(Dataset entries)
#####
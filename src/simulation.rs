//! Routing Simulator
//!
//! Drives one packet at a time from a source to a same-address destination.
//! Each call to [`Simulator::step`] is one atomic hop: rebuild the proximity
//! graph from the current positions, ask the strategy for a next hop, append
//! the edge. Scheduling steps (and any presentation delay between them) is
//! left to the caller.
//!
//! ```text
//! Idle ──start──▶ AwaitingFirstHop ──hop──▶ InTransit ──hop──▶ ...
//!                        │                      │
//!                        ├──── no next hop ─────┼──▶ Lost
//!                        ├──── reached dest ────┼──▶ Arrived
//!                        └──── node moved ──────┴──▶ Cancelled
//! ```

use crate::routing::{select_next_hop, RouteSegment, StrategyKind};
use crate::stats::RouteStats;
use crate::topology::{Address, Node, NodeId, Topology};
use crate::triangulation::ProximityGraph;
use rand::seq::SliceRandom;
use rand::Rng;
use serde::{Deserialize, Serialize};
use thiserror::Error;
use tracing::{debug, info, warn};

/// Hop limit applied by [`Simulator::run_to_completion`] when none is configured
pub const DEFAULT_MAX_HOPS: u32 = 512;

#[derive(Debug, Clone, Copy, PartialEq, Eq, Serialize, Deserialize)]
pub enum RunState {
    Idle,
    /// Packet assigned, no hop taken yet
    AwaitingFirstHop,
    InTransit,
    Arrived,
    Lost,
    Cancelled,
}

impl RunState {
    /// A run is in flight and accepts steps
    pub fn is_active(&self) -> bool {
        matches!(self, RunState::AwaitingFirstHop | RunState::InTransit)
    }

    pub fn is_terminal(&self) -> bool {
        matches!(self, RunState::Arrived | RunState::Lost | RunState::Cancelled)
    }
}

/// Per-run packet state
#[derive(Debug, Clone, Copy, PartialEq, Eq, Serialize, Deserialize)]
pub struct Packet {
    pub source: NodeId,
    pub current: NodeId,
    pub destination: NodeId,
    pub address: Address,
}

#[derive(Debug, Clone, PartialEq, Eq, Error)]
pub enum StartError {
    #[error("Need at least 2 active nodes to start a run (found {active})")]
    InsufficientActiveNodes { active: usize },

    #[error("No other active node shares address {address} with source {source_node}")]
    NoDestinationCandidate {
        source_node: NodeId,
        address: Address,
    },

    #[error("A run is already in progress")]
    RunAlreadyActive,
}

#[derive(Debug, Clone, PartialEq, Eq, Error)]
pub enum StepError {
    #[error("No run is in progress")]
    NoActiveRun,
}

/// Why a run ended without arriving
#[derive(Debug, Clone, Copy, PartialEq, Eq, Serialize, Deserialize)]
pub enum LossReason {
    /// The strategy found no valid next hop
    NoNeighbor { at: NodeId },
    /// The run used up its hop budget
    HopLimit { limit: u32 },
}

impl std::fmt::Display for LossReason {
    fn fmt(&self, f: &mut std::fmt::Formatter<'_>) -> std::fmt::Result {
        match self {
            LossReason::NoNeighbor { at } => write!(f, "no valid next hop at {}", at),
            LossReason::HopLimit { limit } => write!(f, "hop limit exceeded ({} hops)", limit),
        }
    }
}

/// Terminal result of a run
#[derive(Debug, Clone, Copy, PartialEq, Serialize, Deserialize)]
pub enum RunOutcome {
    Arrived(RouteStats),
    Lost(LossReason),
    Cancelled { moved: NodeId },
}

impl RunOutcome {
    /// Human-readable reason string for presentation
    pub fn reason(&self) -> String {
        self.to_string()
    }

    pub fn stats(&self) -> Option<&RouteStats> {
        match self {
            RunOutcome::Arrived(stats) => Some(stats),
            _ => None,
        }
    }
}

impl std::fmt::Display for RunOutcome {
    fn fmt(&self, f: &mut std::fmt::Formatter<'_>) -> std::fmt::Result {
        match self {
            RunOutcome::Arrived(stats) => write!(f, "Arrived: {}", stats),
            RunOutcome::Lost(reason) => write!(f, "Lost: {}", reason),
            RunOutcome::Cancelled { moved } => {
                write!(f, "Cancelled: {} moved while the route was in progress", moved)
            }
        }
    }
}

/// Result of a single step
#[derive(Debug, Clone, Copy, PartialEq)]
pub enum StepOutcome {
    Hopped { from: NodeId, to: NodeId },
    Arrived(RouteStats),
    Lost(LossReason),
}

/// Issued when a topology change discards an in-progress route
#[derive(Debug, Clone, Copy, PartialEq, Eq, Serialize, Deserialize)]
pub struct ResetNotice {
    pub moved: NodeId,
    pub discarded_hops: usize,
}

impl std::fmt::Display for ResetNotice {
    fn fmt(&self, f: &mut std::fmt::Formatter<'_>) -> std::fmt::Result {
        write!(
            f,
            "Route reset: {} moved ({} hops discarded)",
            self.moved, self.discarded_hops
        )
    }
}

#[derive(Debug, Clone, Copy)]
struct ActiveRun {
    packet: Packet,
    /// Strategy captured at start; later selections apply to the next run
    strategy: StrategyKind,
    hops: u32,
}

/// Single-run simulator. At most one run is active at a time.
#[derive(Debug, Clone)]
pub struct Simulator {
    strategy: StrategyKind,
    max_hops: Option<u32>,
    state: RunState,
    run: Option<ActiveRun>,
    route: Vec<RouteSegment>,
    outcome: Option<RunOutcome>,
}

impl Simulator {
    pub fn new() -> Self {
        Self::with_strategy(StrategyKind::default())
    }

    pub fn with_strategy(strategy: StrategyKind) -> Self {
        Self {
            strategy,
            max_hops: None,
            state: RunState::Idle,
            run: None,
            route: Vec::new(),
            outcome: None,
        }
    }

    pub fn with_max_hops(mut self, max_hops: Option<u32>) -> Self {
        self.max_hops = max_hops;
        self
    }

    /// Select the strategy for the next run. An in-flight run keeps its own.
    pub fn set_strategy(&mut self, strategy: StrategyKind) {
        self.strategy = strategy;
    }

    pub fn strategy(&self) -> StrategyKind {
        self.strategy
    }

    /// Strategy of the in-flight run, if any
    pub fn active_strategy(&self) -> Option<StrategyKind> {
        self.run.map(|r| r.strategy)
    }

    pub fn set_max_hops(&mut self, max_hops: Option<u32>) {
        self.max_hops = max_hops;
    }

    pub fn max_hops(&self) -> Option<u32> {
        self.max_hops
    }

    pub fn state(&self) -> RunState {
        self.state
    }

    pub fn is_active(&self) -> bool {
        self.state.is_active()
    }

    pub fn packet(&self) -> Option<&Packet> {
        self.run.as_ref().map(|r| &r.packet)
    }

    /// Accumulated route, in travel order
    pub fn route(&self) -> &[RouteSegment] {
        &self.route
    }

    pub fn outcome(&self) -> Option<&RunOutcome> {
        self.outcome.as_ref()
    }

    /// Return to Idle, discarding any route, packet and outcome
    pub fn reset(&mut self) {
        self.state = RunState::Idle;
        self.run = None;
        self.route.clear();
        self.outcome = None;
    }

    /// Start a run between two random active nodes sharing an address.
    ///
    /// The source is drawn uniformly from all active nodes, then the
    /// destination uniformly from the other active nodes with the source's
    /// address. A finished run is kept until the new run is accepted; a run
    /// still in flight rejects the request.
    pub fn start<R: Rng + ?Sized>(
        &mut self,
        topology: &Topology,
        rng: &mut R,
    ) -> Result<Packet, StartError> {
        if self.state.is_active() {
            warn!(state = ?self.state, "Start rejected: run already active");
            return Err(StartError::RunAlreadyActive);
        }

        let active = topology.active_nodes();
        if active.len() < 2 {
            let err = StartError::InsufficientActiveNodes {
                active: active.len(),
            };
            warn!(active = active.len(), reason = %err, "Start rejected");
            return Err(err);
        }

        let Some(&source) = active.choose(rng) else {
            return Err(StartError::InsufficientActiveNodes { active: 0 });
        };

        let partners: Vec<&Node> = active
            .iter()
            .copied()
            .filter(|n| n.address == source.address && n.id != source.id)
            .collect();

        let Some(&destination) = partners.choose(rng) else {
            let err = StartError::NoDestinationCandidate {
                source_node: source.id,
                address: source.address,
            };
            warn!(source = %source.id, address = %source.address, reason = %err, "Start rejected");
            return Err(err);
        };

        self.reset();
        let packet = Packet {
            source: source.id,
            current: source.id,
            destination: destination.id,
            address: source.address,
        };
        self.run = Some(ActiveRun {
            packet,
            strategy: self.strategy,
            hops: 0,
        });
        self.state = RunState::AwaitingFirstHop;

        info!(
            source = %packet.source,
            destination = %packet.destination,
            address = %packet.address,
            strategy = %self.strategy,
            "Run started"
        );
        Ok(packet)
    }

    /// Take one hop, honouring the configured hop limit
    pub fn step<R: Rng + ?Sized>(
        &mut self,
        topology: &Topology,
        rng: &mut R,
    ) -> Result<StepOutcome, StepError> {
        self.step_with_limit(topology, rng, self.max_hops)
    }

    /// Step until the run reaches a terminal state.
    ///
    /// Uses the configured hop limit, or [`DEFAULT_MAX_HOPS`] when none is
    /// set, so strategies that oscillate still terminate.
    pub fn run_to_completion<R: Rng + ?Sized>(
        &mut self,
        topology: &Topology,
        rng: &mut R,
    ) -> Result<RunOutcome, StepError> {
        let limit = Some(self.max_hops.unwrap_or(DEFAULT_MAX_HOPS));
        loop {
            match self.step_with_limit(topology, rng, limit)? {
                StepOutcome::Hopped { .. } => continue,
                StepOutcome::Arrived(stats) => return Ok(RunOutcome::Arrived(stats)),
                StepOutcome::Lost(reason) => return Ok(RunOutcome::Lost(reason)),
            }
        }
    }

    fn step_with_limit<R: Rng + ?Sized>(
        &mut self,
        topology: &Topology,
        rng: &mut R,
        limit: Option<u32>,
    ) -> Result<StepOutcome, StepError> {
        let run = match self.run {
            Some(run) if self.state.is_active() => run,
            _ => return Err(StepError::NoActiveRun),
        };

        if let Some(limit) = limit {
            if run.hops >= limit {
                return Ok(self.finish_lost(LossReason::HopLimit { limit }));
            }
        }

        let packet = run.packet;
        let (Some(current), Some(destination)) =
            (topology.get(packet.current), topology.get(packet.destination))
        else {
            return Ok(self.finish_lost(LossReason::NoNeighbor { at: packet.current }));
        };

        let graph = ProximityGraph::build(&topology.to_vec());
        let neighbors: Vec<Node> = graph
            .neighbors(current.id)
            .into_iter()
            .filter_map(|id| topology.get(id).copied())
            .collect();

        let Some(next) =
            select_next_hop(current, destination, &neighbors, &self.route, run.strategy, rng)
        else {
            return Ok(self.finish_lost(LossReason::NoNeighbor { at: current.id }));
        };

        self.route
            .push(RouteSegment::new(current, next, destination.address));
        let hops = run.hops + 1;
        if let Some(active) = self.run.as_mut() {
            active.packet.current = next.id;
            active.hops = hops;
        }

        debug!(
            from = %current.id,
            to = %next.id,
            hop = hops,
            remaining = next.position.distance(&destination.position),
            "Hop"
        );

        if next.id == destination.id {
            return Ok(self.finish_arrived());
        }

        self.state = RunState::InTransit;
        Ok(StepOutcome::Hopped {
            from: current.id,
            to: next.id,
        })
    }

    fn finish_arrived(&mut self) -> StepOutcome {
        let Some(stats) = RouteStats::compute(&self.route) else {
            // An arrival always appends a segment first
            return self.finish_lost(LossReason::NoNeighbor {
                at: self.run.map(|r| r.packet.current).unwrap_or(NodeId(0)),
            });
        };

        info!(
            hops = stats.edge_count,
            total_length = stats.total_length,
            direct_distance = stats.direct_distance,
            stretch = stats.stretch(),
            "Packet arrived"
        );
        self.state = RunState::Arrived;
        self.run = None;
        self.outcome = Some(RunOutcome::Arrived(stats));
        StepOutcome::Arrived(stats)
    }

    fn finish_lost(&mut self, reason: LossReason) -> StepOutcome {
        warn!(hops = self.route.len(), reason = %reason, "Packet lost");
        self.state = RunState::Lost;
        self.run = None;
        self.outcome = Some(RunOutcome::Lost(reason));
        StepOutcome::Lost(reason)
    }

    /// Whether moving `id` would invalidate the in-flight run
    pub fn is_route_relevant(&self, id: NodeId) -> bool {
        let Some(run) = self.run.as_ref() else {
            return false;
        };
        run.packet.current == id
            || run.packet.destination == id
            || self.route.iter().any(|s| s.from == id || s.to == id)
    }

    /// React to a node relocation. Cancels the in-flight run when the node
    /// is on its route, returning the reset notice for the caller.
    pub fn notify_node_moved(&mut self, id: NodeId) -> Option<ResetNotice> {
        if !self.state.is_active() || !self.is_route_relevant(id) {
            return None;
        }

        let notice = ResetNotice {
            moved: id,
            discarded_hops: self.route.len(),
        };
        self.route.clear();
        self.run = None;
        self.state = RunState::Cancelled;
        self.outcome = Some(RunOutcome::Cancelled { moved: id });

        info!(node = %id, discarded_hops = notice.discarded_hops, "Run cancelled by topology change");
        Some(notice)
    }
}

impl Default for Simulator {
    fn default() -> Self {
        Self::new()
    }
}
#####
■ What is being asked ■
Show me every line in the data above that includes "NoDestinationCandidate".

■ Solution for this problem ■
    NoDestinationCandidate {
            let err = StartError::NoDestinationCandidate {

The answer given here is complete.